Part of the book series: Emergence, Complexity and Computation ((ECC,volume 42))

Abstract

Our daily social and political life is more and more impacted by social networks. The functioning of our living bodies is deeply dependent on biological regulation networks such as neural, genetic, and protein networks. And the physical world in which we evolve, is also structured by systems of interacting particles. Interaction networks can be seen in all spheres of existence that concern us, and yet, our understanding of interaction networks remains severely limited by our present lack of both theoretical and applied insight into their clockworks. In the past, efforts at understanding interaction networks have mostly been directed towards applications. This has happened at the expense of developing understanding of the generic and fundamental aspects of interaction networks (properties and behaviours due primarily to the fact that a system is an interaction network, as opposed to properties and behaviours rather due to the fact a system is a genetic interaction network for instance).
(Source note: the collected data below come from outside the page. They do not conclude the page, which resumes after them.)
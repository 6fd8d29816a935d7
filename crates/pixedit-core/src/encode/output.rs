//! Output format selection and saving to disk.

use std::path::{Path, PathBuf};

use serde::{Deserialize, Serialize};

use super::types::EncodeError;
use super::{encode_jpeg, encode_png};
use crate::decode::PixelBuffer;

/// Formats the editor can write.
#[derive(Debug, Clone, Copy, PartialEq, Eq, Serialize, Deserialize)]
#[serde(rename_all = "lowercase")]
pub enum OutputFormat {
    Png,
    Jpeg,
}

impl OutputFormat {
    /// Pick the format implied by a file extension (case-insensitive).
    ///
    /// A missing extension means PNG.
    pub fn from_extension(extension: Option<&str>) -> Result<Self, EncodeError> {
        let Some(ext) = extension else {
            return Ok(OutputFormat::Png);
        };
        match ext.to_ascii_lowercase().as_str() {
            "png" => Ok(OutputFormat::Png),
            "jpg" | "jpeg" => Ok(OutputFormat::Jpeg),
            other => Err(EncodeError::UnsupportedFormat(other.to_string())),
        }
    }

    /// Pick the format implied by a path's extension.
    pub fn from_path(path: &Path) -> Result<Self, EncodeError> {
        Self::from_extension(path.extension().and_then(|ext| ext.to_str()))
    }

    pub fn mime_type(self) -> &'static str {
        match self {
            OutputFormat::Png => "image/png",
            OutputFormat::Jpeg => "image/jpeg",
        }
    }
}

/// Encode a buffer in the given format. `jpeg_quality` is ignored for PNG.
pub fn encode_image(
    image: &PixelBuffer,
    format: OutputFormat,
    jpeg_quality: u8,
) -> Result<Vec<u8>, EncodeError> {
    match format {
        OutputFormat::Png => encode_png(image),
        OutputFormat::Jpeg => encode_jpeg(&image.pixels, image.width, image.height, jpeg_quality),
    }
}

/// The file a save to `path` actually writes: `.png` is appended when the
/// path has no extension.
pub fn output_path(path: &Path) -> PathBuf {
    if path.extension().is_some() {
        path.to_path_buf()
    } else {
        path.with_extension("png")
    }
}

/// Encode a buffer in the format implied by `path` and write it to
/// [`output_path`]`(path)`.
///
/// Nothing is written when encoding fails.
pub fn save_image_file(
    path: &Path,
    image: &PixelBuffer,
    jpeg_quality: u8,
) -> Result<OutputFormat, EncodeError> {
    let format = OutputFormat::from_path(path)?;
    let bytes = encode_image(image, format, jpeg_quality)?;
    let path = output_path(path);

    std::fs::write(&path, &bytes)
        .map_err(|e| EncodeError::IoError(format!("{}: {}", path.display(), e)))?;

    tracing::info!(
        path = %path.display(),
        ?format,
        bytes = bytes.len(),
        "saved image"
    );
    Ok(format)
}
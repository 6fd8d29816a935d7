//! Cropping driven by a rectangle drawn on the scaled preview.
//!
//! # Coordinate System
//!
//! - Selections arrive in preview space: integer pixels of the rendered preview
//! - `scale_ratio` is source pixels per preview pixel
//! - Source coordinates are `preview * scale_ratio`, truncated toward zero
//! - Origin is top-left; the region is half-open: `[top, bottom) x [left, right)`

use serde::{Deserialize, Serialize};
use thiserror::Error;

use crate::decode::PixelBuffer;

/// Why a crop selection was refused.
#[derive(Debug, Clone, PartialEq, Eq, Error)]
pub enum CropRejection {
    /// The drag covered fewer preview pixels than the minimum on some axis.
    #[error("selected area is too small ({dx}x{dy} px, at least {min} px per side required)")]
    DragTooSmall { dx: u32, dy: u32, min: u32 },

    /// The selection maps to no source pixels.
    #[error("selection maps to an empty region ({width}x{height})")]
    EmptyRegion { width: u32, height: u32 },
}

/// A pointer position on the preview canvas.
#[derive(Debug, Clone, Copy, PartialEq, Eq, Default, Serialize, Deserialize)]
pub struct PreviewPoint {
    pub x: i32,
    pub y: i32,
}

impl PreviewPoint {
    pub const fn new(x: i32, y: i32) -> Self {
        Self { x, y }
    }
}

/// A crop selection in preview space together with the ratio that maps it to
/// the source image.
#[derive(Debug, Clone, Copy, PartialEq, Serialize, Deserialize)]
pub struct CropRegion {
    pub x1: i32,
    pub y1: i32,
    pub x2: i32,
    pub y2: i32,
    pub scale_ratio: f64,
}

/// A source-space rectangle, already ordered and clamped to the image.
#[derive(Debug, Clone, Copy, PartialEq, Eq)]
pub struct SourceRect {
    pub left: u32,
    pub top: u32,
    pub right: u32,
    pub bottom: u32,
}

impl SourceRect {
    pub fn width(&self) -> u32 {
        self.right - self.left
    }

    pub fn height(&self) -> u32 {
        self.bottom - self.top
    }
}

impl CropRegion {
    pub fn new(start: PreviewPoint, end: PreviewPoint, scale_ratio: f64) -> Self {
        Self {
            x1: start.x,
            y1: start.y,
            x2: end.x,
            y2: end.y,
            scale_ratio,
        }
    }

    /// Absolute drag distance in preview pixels along each axis.
    pub fn drag_extent(&self) -> (u32, u32) {
        (self.x2.abs_diff(self.x1), self.y2.abs_diff(self.y1))
    }

    /// Refuse drags shorter than `min_drag` preview pixels on either axis.
    pub fn check_drag(&self, min_drag: u32) -> Result<(), CropRejection> {
        let (dx, dy) = self.drag_extent();
        if dx < min_drag || dy < min_drag {
            return Err(CropRejection::DragTooSmall {
                dx,
                dy,
                min: min_drag,
            });
        }
        Ok(())
    }

    /// Map the selection into a `width` x `height` source image.
    ///
    /// Each coordinate is scaled and truncated, the corners are ordered so a
    /// drag may run in any direction, and the result is clamped to the image.
    pub fn source_rect(&self, width: u32, height: u32) -> SourceRect {
        let map = |v: i32, limit: u32| -> u32 {
            let scaled = (v as f64 * self.scale_ratio).trunc();
            scaled.clamp(0.0, limit as f64) as u32
        };

        let (ax, bx) = (map(self.x1, width), map(self.x2, width));
        let (ay, by) = (map(self.y1, height), map(self.y2, height));

        SourceRect {
            left: ax.min(bx),
            top: ay.min(by),
            right: ax.max(bx),
            bottom: ay.max(by),
        }
    }
}

/// Crop an image to the source region a preview selection maps to.
///
/// # Errors
///
/// Returns `CropRejection::EmptyRegion` when the mapped region has zero width
/// or height. The drag-size threshold is checked separately with
/// [`CropRegion::check_drag`].
pub fn apply_crop(image: &PixelBuffer, region: &CropRegion) -> Result<PixelBuffer, CropRejection> {
    let rect = region.source_rect(image.width, image.height);
    if rect.width() == 0 || rect.height() == 0 {
        return Err(CropRejection::EmptyRegion {
            width: rect.width(),
            height: rect.height(),
        });
    }
    Ok(crop_pixels(image, rect))
}

/// Copy a source rectangle out of an image. The rectangle must lie inside it.
pub(crate) fn crop_pixels(image: &PixelBuffer, rect: SourceRect) -> PixelBuffer {
    let out_width = rect.width() as usize;
    let out_height = rect.height() as usize;
    let src_stride = image.width as usize * 3;
    let row_bytes = out_width * 3;

    let mut output = Vec::with_capacity(out_width * out_height * 3);

    // Copy pixel data row by row
    for y in rect.top as usize..rect.bottom as usize {
        let start = y * src_stride + rect.left as usize * 3;
        output.extend_from_slice(&image.pixels[start..start + row_bytes]);
    }

    PixelBuffer::new(rect.width(), rect.height(), output)
}

#[cfg(test)]
mod tests {
    use super::*;

    /// Create a test image where each pixel stores its (x, y) position.
    fn test_image(width: u32, height: u32) -> PixelBuffer {
        let mut pixels = Vec::with_capacity((width * height * 3) as usize);
        for y in 0..height {
            for x in 0..width {
                pixels.push((x % 256) as u8); // R
                pixels.push((y % 256) as u8); // G
                pixels.push(0); // B
            }
        }
        PixelBuffer::new(width, height, pixels)
    }

    fn region(x1: i32, y1: i32, x2: i32, y2: i32, scale_ratio: f64) -> CropRegion {
        CropRegion {
            x1,
            y1,
            x2,
            y2,
            scale_ratio,
        }
    }

    #[test]
    fn test_preview_drag_maps_through_ratio() {
        let img = test_image(250, 200);
        let sel = region(10, 10, 110, 60, 2.0);

        let rect = sel.source_rect(img.width, img.height);
        assert_eq!(
            rect,
            SourceRect {
                left: 20,
                top: 20,
                right: 220,
                bottom: 120
            }
        );

        let cropped = apply_crop(&img, &sel).unwrap();
        assert_eq!(cropped.width, 200);
        assert_eq!(cropped.height, 100);
        assert_eq!(cropped.pixel(0, 0), Some([20, 20, 0]));
        assert_eq!(cropped.pixel(199, 99), Some([219, 119, 0]));
    }

    #[test]
    fn test_fractional_ratio_truncates() {
        // 3 * 1.6 = 4.8 -> 4, 13 * 1.6 = 20.8 -> 20
        let rect = region(3, 3, 13, 13, 1.6).source_rect(100, 100);
        assert_eq!((rect.left, rect.right), (4, 20));
    }

    #[test]
    fn test_reverse_drag_is_normalized() {
        let img = test_image(50, 50);
        let forward = apply_crop(&img, &region(5, 5, 25, 15, 1.0)).unwrap();
        let backward = apply_crop(&img, &region(25, 15, 5, 5, 1.0)).unwrap();

        assert_eq!(forward, backward);
        assert_eq!((forward.width, forward.height), (20, 10));
    }

    #[test]
    fn test_selection_clamped_to_image() {
        let img = test_image(40, 30);
        let cropped = apply_crop(&img, &region(-10, -10, 500, 500, 1.0)).unwrap();

        assert_eq!(cropped, img);
    }

    #[test]
    fn test_selection_outside_image_is_empty() {
        let img = test_image(40, 30);
        let result = apply_crop(&img, &region(100, 100, 200, 200, 1.0));

        assert_eq!(
            result,
            Err(CropRejection::EmptyRegion {
                width: 0,
                height: 0
            })
        );
    }

    #[test]
    fn test_zero_width_after_mapping() {
        let img = test_image(40, 30);
        // Tiny ratio collapses both x coordinates onto column 0
        let result = apply_crop(&img, &region(0, 0, 10, 10, 0.05));
        assert!(matches!(result, Err(CropRejection::EmptyRegion { .. })));
    }

    #[test]
    fn test_check_drag_threshold() {
        assert!(region(0, 0, 5, 5, 1.0).check_drag(5).is_ok());
        assert_eq!(
            region(0, 0, 4, 50, 1.0).check_drag(5),
            Err(CropRejection::DragTooSmall {
                dx: 4,
                dy: 50,
                min: 5
            })
        );
        assert!(region(10, 10, 50, 6, 1.0).check_drag(5).is_err());
        // Direction does not matter
        assert!(region(50, 50, 10, 10, 1.0).check_drag(5).is_ok());
    }

    #[test]
    fn test_crop_does_not_touch_source() {
        let img = test_image(10, 10);
        let before = img.clone();
        let _ = apply_crop(&img, &region(2, 2, 8, 8, 1.0)).unwrap();
        assert_eq!(img, before);
    }
}
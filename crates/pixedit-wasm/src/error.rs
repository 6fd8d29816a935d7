//! Conversion of core errors into JavaScript exceptions.

use pixedit_core::editor::{Notice, Operation};
use pixedit_core::error::EditError;
use wasm_bindgen::prelude::*;

/// Turn any displayable error into a thrown `Error`.
pub(crate) fn to_js_error(err: impl std::fmt::Display) -> JsValue {
    js_sys::Error::new(&err.to_string()).into()
}

/// Report a failed editor operation: log it to the console and build the
/// exception carrying the user-facing notice text.
pub(crate) fn notice_error(operation: Operation, err: EditError) -> JsValue {
    let notice = Notice::error(operation, &err);
    log_notice(&notice);
    js_sys::Error::new(&notice.message).into()
}

#[cfg(target_arch = "wasm32")]
fn log_notice(notice: &Notice) {
    use pixedit_core::editor::NoticeLevel;

    let text = JsValue::from_str(&format!("{}: {}", notice.title, notice.message));
    match notice.level {
        NoticeLevel::Info => web_sys::console::info_1(&text),
        NoticeLevel::Error => web_sys::console::warn_1(&text),
    }
}

#[cfg(not(target_arch = "wasm32"))]
fn log_notice(_notice: &Notice) {}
Intrinsic properties of interaction networks (e.g., the ways in which they transmit information along entities, their ability to produce this or that kind of global dynamical behaviour depending on local interactions) are thus still not well understood. Lack of fundamental knowledge tends to limit the innovating power of applications. Without more theoretical fundamental knowledge, applications cannot evolve deeply and become more impacting. Hence, it is necessary to better apprehend and comprehend the intrinsic properties of interaction networks, notably the relations between their architecture and their dynamics and how they are affected by and set in time. In this chapter, we use the elementary mathematical model of Boolean automata networks as a formal archetype of interaction networks. We survey results concerning the role of feedback cycles and the role of intersections between feedback cycles, in shaping the asymptotic dynamical behaviours of interaction networks. We pay special attention to the impact of the automata updating modes.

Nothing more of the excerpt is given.